The complete description and terms of the rights are set forth in the Rights Agreement, which
was filed as an exhibit to a Current Report on Form 8-K filed by us with the Securities and
Exchange Commission.
Description of Rights; Purchase Price
Each right entitles the registered holder to purchase from us, under certain circumstances,
one Unit, which consists of one one-thousandth (1/1,000) of a share of our Series A Junior
preferred stock, par value $.02 per share (the Series A Preferred Stock), at a purchase price of
$57.00 per Unit upon certain events. The purchase price and amount and form of consideration to be
issued upon exercise are subject to appropriate adjustment for stock splits and other events.
Voting
Each Unit shall entitle the holder thereof to one vote on all matters submitted to a vote of
our stockholders, voting together with holders of common stock as one class on all such matters.
Holders of Units shall not have the right to cumulate their votes in the election of our directors,
and will have the same voting rights and limitations applicable to holders of common stock as set
forth in our Certificate of Incorporation, as amended.
Dividends
Each Unit shall entitle the holder thereof to receive dividends, when, as and if declared by
the Board of Directors out of funds legally available therefor and only after payment of, or
provision for, full dividends on all outstanding shares of any senior series of preferred stock and
after we have made provision for any required sinking or purchase funds for any series of preferred
stock, on a pari passu basis with dividend rights of the common stock.
Liquidation
In the event of our voluntary or involuntary liquidation, dissolution or winding up, holders
of Units shall be entitled to share equally and ratably in all of the assets remaining, if any,
after satisfaction of (i) all of our debts and liabilities, and (ii) the preferential rights of any
senior series of preferred stock, but before any such liquidation distributions are paid in respect
of common stock.
Mergers
In the event of any merger, consolidation or other transaction in which common stock is
changed or exchanged, holders of Units will be entitled to receive the same consideration received
per share of common stock.
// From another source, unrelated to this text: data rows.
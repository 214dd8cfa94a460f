use crate::utils::error::SalesError;
use axum::http::StatusCode;
use axum::response::{IntoResponse, Response};
use axum::Json;
use serde::Serialize;
use std::any::Any;

/// Error returned by API handlers; renders as `{success: false, message, error}`.
#[derive(Debug)]
pub struct ApiError {
    message: &'static str,
    source: SalesError,
}

#[derive(Debug, Serialize)]
struct ErrorBody {
    success: bool,
    message: String,
    error: String,
}

impl ApiError {
    pub fn new(message: &'static str, source: SalesError) -> Self {
        Self { message, source }
    }

    pub fn status(&self) -> StatusCode {
        if self.source.is_client_error() {
            StatusCode::BAD_REQUEST
        } else {
            StatusCode::INTERNAL_SERVER_ERROR
        }
    }
}

impl IntoResponse for ApiError {
    fn into_response(self) -> Response {
        let status = self.status();

        // 客戶端錯誤回傳詳細原因；內部錯誤只記錄在日誌中
        let error = if status.is_client_error() {
            tracing::warn!("{}: {}", self.message, self.source);
            self.source.user_friendly_message()
        } else {
            tracing::error!("❌ {}: {}", self.message, self.source);
            "internal server error".to_string()
        };

        let body = ErrorBody {
            success: false,
            message: self.message.to_string(),
            error,
        };
        (status, Json(body)).into_response()
    }
}

/// 將 handler panic 轉為 500 JSON 回應，伺服器持續運作
pub fn panic_response(panic: Box<dyn Any + Send + 'static>) -> Response {
    let detail = if let Some(s) = panic.downcast_ref::<String>() {
        s.clone()
    } else if let Some(s) = panic.downcast_ref::<&str>() {
        s.to_string()
    } else {
        "unknown panic payload".to_string()
    };

    ApiError::new(
        "Unexpected server error",
        SalesError::InternalError { message: detail },
    )
    .into_response()
}
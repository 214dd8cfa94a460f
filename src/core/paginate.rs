use crate::domain::model::{PageRequest, PageResult, Record};

/// 取出指定頁 (從 1 開始) 的紀錄
///
/// 超出範圍的頁數回傳空陣列，但總數與總頁數照常計算。
pub fn paginate<'a>(records: Vec<&'a Record>, request: PageRequest) -> PageResult<'a> {
    let total_items = records.len();
    let limit = request.limit();
    let total_pages = total_items.div_ceil(limit);
    let start = (request.page() - 1).saturating_mul(limit);

    let items = records.into_iter().skip(start).take(limit).collect();

    PageResult {
        items,
        total_items,
        total_pages,
        current_page: request.page(),
        items_per_page: limit,
    }
}

#[cfg(test)]
mod tests {
    use super::*;

    fn records(n: usize) -> Vec<Record> {
        (0..n).map(|i| Record::new().with("transactionId", i as u64)).collect()
    }

    fn page(p: usize, l: usize) -> PageRequest {
        PageRequest::new(p, l).unwrap()
    }

    #[test]
    fn test_partial_last_page() {
        let data = records(5);
        let result = paginate(data.iter().collect(), page(3, 2));
        assert_eq!(result.items.len(), 1);
        assert_eq!(result.total_pages, 3);
        assert_eq!(result.total_items, 5);
        assert_eq!(result.items[0], &data[4]);
    }

    #[test]
    fn test_page_beyond_end_is_empty() {
        let data = records(5);
        let result = paginate(data.iter().collect(), page(9, 2));
        assert!(result.items.is_empty());
        assert_eq!(result.total_pages, 3);
        assert_eq!(result.current_page, 9);
    }

    #[test]
    fn test_empty_input_has_zero_pages() {
        let result = paginate(Vec::new(), page(1, 10));
        assert!(result.items.is_empty());
        assert_eq!(result.total_pages, 0);
        assert_eq!(result.total_items, 0);
    }

    #[test]
    fn test_huge_page_number_does_not_overflow() {
        let data = records(3);
        let result = paginate(data.iter().collect(), page(usize::MAX, usize::MAX));
        assert!(result.items.is_empty());
        assert_eq!(result.total_pages, 1);
    }
}
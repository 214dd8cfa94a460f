use crate::core::{aggregate, filter, paginate, sort};
use crate::domain::model::{
    DataOrigin, Dataset, FilterOptions, FilterSpec, PageRequest, PageResult, Record, SortKey,
    Statistics,
};
use std::sync::Arc;
use std::time::Instant;

/// 唯讀資料集上的記憶體查詢引擎
///
/// clone 只複製 `Arc`，所有副本共用同一份資料；不做快取，每次呼叫都從完整集合重新計算。
#[derive(Debug, Clone)]
pub struct SalesEngine {
    dataset: Arc<Dataset>,
}

impl SalesEngine {
    pub fn new(dataset: Dataset) -> Self {
        Self {
            dataset: Arc::new(dataset),
        }
    }

    pub fn from_records(records: Vec<Record>) -> Self {
        Self::new(Dataset::new(records, DataOrigin::Mock))
    }

    pub fn records(&self) -> &[Record] {
        &self.dataset.records
    }

    pub fn record_count(&self) -> usize {
        self.dataset.records.len()
    }

    pub fn origin(&self) -> &DataOrigin {
        &self.dataset.origin
    }

    /// filter → sort → paginate
    pub fn query(&self, spec: &FilterSpec, sort_key: SortKey, page: PageRequest) -> PageResult<'_> {
        let started = Instant::now();

        let mut matched = filter::filter(self.records(), spec);
        sort::sort(&mut matched, sort_key);
        let result = paginate::paginate(matched, page);

        tracing::debug!(
            "🔎 Query matched {} of {} records (sort: {}, page {}/{}) in {:?}",
            result.total_items,
            self.record_count(),
            sort_key.as_str(),
            result.current_page,
            result.total_pages,
            started.elapsed()
        );
        result
    }

    pub fn statistics(&self) -> Statistics {
        aggregate::statistics(self.records())
    }

    pub fn filter_options(&self) -> FilterOptions {
        aggregate::filter_options(self.records())
    }
}
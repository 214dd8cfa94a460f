#[cfg(feature = "cli")]
use std::sync::Mutex;
#[cfg(feature = "cli")]
use std::time::{Duration, Instant};
#[cfg(feature = "cli")]
use sysinfo::{Pid, ProcessesToUpdate, System};

#[cfg(feature = "cli")]
#[derive(Debug, Clone)]
pub struct SystemStats {
    pub memory_usage_mb: u64,
    pub memory_usage_percent: f32,
    pub peak_memory_mb: u64,
    pub uptime: Duration,
}

/// 取樣本行程的記憶體用量，提供給 health 端點與啟動日誌
#[cfg(feature = "cli")]
pub struct SystemMonitor {
    system: Mutex<System>,
    pid: Option<Pid>,
    start_time: Instant,
    peak_memory: Mutex<u64>,
}

#[cfg(feature = "cli")]
impl SystemMonitor {
    pub fn new() -> Self {
        let pid = match sysinfo::get_current_pid() {
            Ok(pid) => Some(pid),
            Err(e) => {
                tracing::warn!("⚠️  Unable to resolve current PID, memory stats disabled: {}", e);
                None
            }
        };

        Self {
            system: Mutex::new(System::new()),
            pid,
            start_time: Instant::now(),
            peak_memory: Mutex::new(0),
        }
    }

    pub fn get_stats(&self) -> Option<SystemStats> {
        let pid = self.pid?;
        let mut system = self.system.lock().ok()?;
        system.refresh_memory();
        system.refresh_processes(ProcessesToUpdate::Some(&[pid]), true);

        let process = system.process(pid)?;
        let memory_mb = process.memory() / 1024 / 1024;
        let total_memory = system.total_memory() / 1024 / 1024;
        let memory_percent = if total_memory > 0 {
            (memory_mb as f32 / total_memory as f32) * 100.0
        } else {
            0.0
        };

        // 更新峰值記憶體
        let mut peak = self.peak_memory.lock().ok()?;
        if memory_mb > *peak {
            *peak = memory_mb;
        }

        Some(SystemStats {
            memory_usage_mb: memory_mb,
            memory_usage_percent: memory_percent,
            peak_memory_mb: *peak,
            uptime: self.start_time.elapsed(),
        })
    }

    /// health 端點使用的字串，例如 "42 MB"
    pub fn memory_usage_label(&self) -> String {
        match self.get_stats() {
            Some(stats) => format!("{} MB", stats.memory_usage_mb),
            None => "unknown".to_string(),
        }
    }

    pub fn log_stats(&self, phase: &str) {
        if let Some(stats) = self.get_stats() {
            tracing::info!(
                "📊 {} - Memory: {}MB ({:.1}%), Peak: {}MB, Uptime: {:?}",
                phase,
                stats.memory_usage_mb,
                stats.memory_usage_percent,
                stats.peak_memory_mb,
                stats.uptime
            );
        }
    }
}

#[cfg(feature = "cli")]
impl Default for SystemMonitor {
    fn default() -> Self {
        Self::new()
    }
}

// 為非CLI環境提供空實現
#[cfg(not(feature = "cli"))]
#[derive(Default)]
pub struct SystemMonitor;

#[cfg(not(feature = "cli"))]
impl SystemMonitor {
    pub fn new() -> Self {
        Self
    }

    pub fn memory_usage_label(&self) -> String {
        "unknown".to_string()
    }

    pub fn log_stats(&self, _phase: &str) {}
}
These rights are protected by customary antidilution provisions (see
Adjustments, below). Although the rights are redeemable, Units of Series A Preferred Stock
purchasable upon exercise of the rights will not be redeemable.
Because a Unit is equal to one one-thousandth (1/1,000) of a share of Series A Preferred
Stock, a holder of one full share of Series A Preferred Stock generally would be entitled to
dividend, liquidation and voting rights equal to one thousand (1,000) times the dividend,
liquidation and voting rights of one share of common stock. Because of the nature of the Units
dividend, liquidation and voting rights, the value of one one-thousandth (1/1,000) of a share of
Series A Preferred Stock purchasable upon exercise of each right should approximate the value of
one share of common stock.
Exercisability of Rights; Expiration Date
The rights are not exercisable until the Distribution Date (as defined below), and will expire
at the close of business on April 3, 2013 (the Final Expiration Date) unless the rights are
earlier redeemed or exchanged by us, all as described below.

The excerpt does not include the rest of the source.